Tunisia Coastguard Struggles to Rein in Migrant Boats
Tunisia Coastguard Struggles to Rein in Migrant Boats
Tunisian coastguards face a flimsy craft packed with migrants who keep trying to fulfil their dream of reaching Europe.
“This is your final warning: stop!” an officer shouts.
Some two dozen migrants, wearing inflated inner tubes as makeshift life preservers, look downcast as they realize the game is up.
But Fatim, an 18-year-old from the Ivory Coast who spent a year working as a cleaner in Tunis to raise 1,250 euros in smugglers’ fees, said she will try again.

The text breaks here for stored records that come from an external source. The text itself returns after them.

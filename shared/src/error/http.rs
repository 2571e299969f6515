//! Status codes for [`ErrorCode`]

use super::codes::ErrorCode;
use http::StatusCode;

impl ErrorCode {
    /// Business and validation failures default to 400
    pub fn http_status(&self) -> StatusCode {
        use ErrorCode::*;
        match self {
            Success => StatusCode::OK,
            NotAuthenticated | TokenInvalid | SessionExpired => StatusCode::UNAUTHORIZED,
            NotFound | MerchantNotFound | CustomerNotFound | PlanNotFound
            | SubscriptionNotFound | ChargeNotFound => StatusCode::NOT_FOUND,
            BalanceConflict | PlanChangeConflict => StatusCode::CONFLICT,
            GatewayRejected => StatusCode::BAD_GATEWAY,
            // retryable
            NetworkError | TimeoutError | PixPayloadUnavailable => StatusCode::SERVICE_UNAVAILABLE,
            Unknown | InternalError | DatabaseError | ConfigError => {
                StatusCode::INTERNAL_SERVER_ERROR
            }
            _ => StatusCode::BAD_REQUEST,
        }
    }
}
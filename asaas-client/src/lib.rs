//! Asaas payment gateway client
//!
//! Implements [`loyalty_core::gateway::PaymentGateway`] over the Asaas v3 REST API.

mod client;
mod config;
mod types;

pub use client::AsaasClient;
pub use config::{AsaasConfig, DEFAULT_BASE_URL, DEFAULT_USER_AGENT, sanitize_api_key};
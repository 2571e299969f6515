//! Cashback: settlement, balances, sale registration and statistics

mod balance;
mod settlement;
mod stats;
mod workflow;

pub use balance::{apply_settlement, is_expired, spendable_balance};
pub use settlement::{MAX_PURCHASE_AMOUNT, Redemption, Settlement, SettlementError, settle_sale};
pub use stats::{DashboardStats, PeriodTotals, Trends, calculate_trend, dashboard_stats, load_dashboard_stats};
pub use workflow::{SaleQuote, SaleRequest, quote_sale, register_sale};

“I don’t want to stay in Tunisia,” AFP quoted her as saying. “Life here is hard.”
In May last year Tunisia, just 130 kilometers (80 miles) from Italy’s Lampedusa island, signed a deal with Rome, which agreed to supply economic aid in exchange for Tunisian efforts to stem clandestine migration.
“If I found another boat I’d leave again straight away — I’ll never give up,” said Guinean migrant Ali, 20, after he was released at Sfax port.
In just one night early this week, the coastguard intercepted 130 African migrants, including children and babies, on four craft attempting the crossing from the central region of Sfax.
Idia Sow, a 26-year-old Guinean, said she had paid smugglers 1,560 euros for places for herself and her three-month-old baby on an inflatable boat headed for Lampedusa.
The migrants are taken back to the port in the provincial capital of the same name, their details are recorded — and then they are released.
Officials said the coastguard lacks the resources to halt the flow.
“We’re in a vicious cycle. We make enormous efforts to stop these migrants, but in the end they’re released and then we find them trying again,” said the patrol’s commander, Colonel Major Brahim Fahmi.
“This summer we hit a record of more than 17,000 migrants (intercepted off Sfax), almost double the figure in recent years,” said coastguard official Saber Younsi.
“This our role,” he said. “We have to keep doing it, but there’s been a worrying evolution.”
The demand has created one of the few thriving new industries in Tunisia: clandestine boat manufacture.
Younsi said new smuggling networks were emerging to cash in on the surging market, with demand also coming from Tunisians who have given up hope of finding decent jobs and in some cases are emigrating as entire families.
As he spoke at Sfax port, Younsi was surrounded by piles of hundreds of captured migrant boats.
According to official figures, more than 22,500 migrants have been intercepted off the Tunisian coast since the start of the year, around half of them from sub-Saharan Africa.
Some 536 people, mostly Tunisians, have been arrested on suspicion of people smuggling.
Younsi said the authorities were struggling with limited means.
“If the same trend continues, we’ll hit a point where this phenomenon gets out of control,” he said.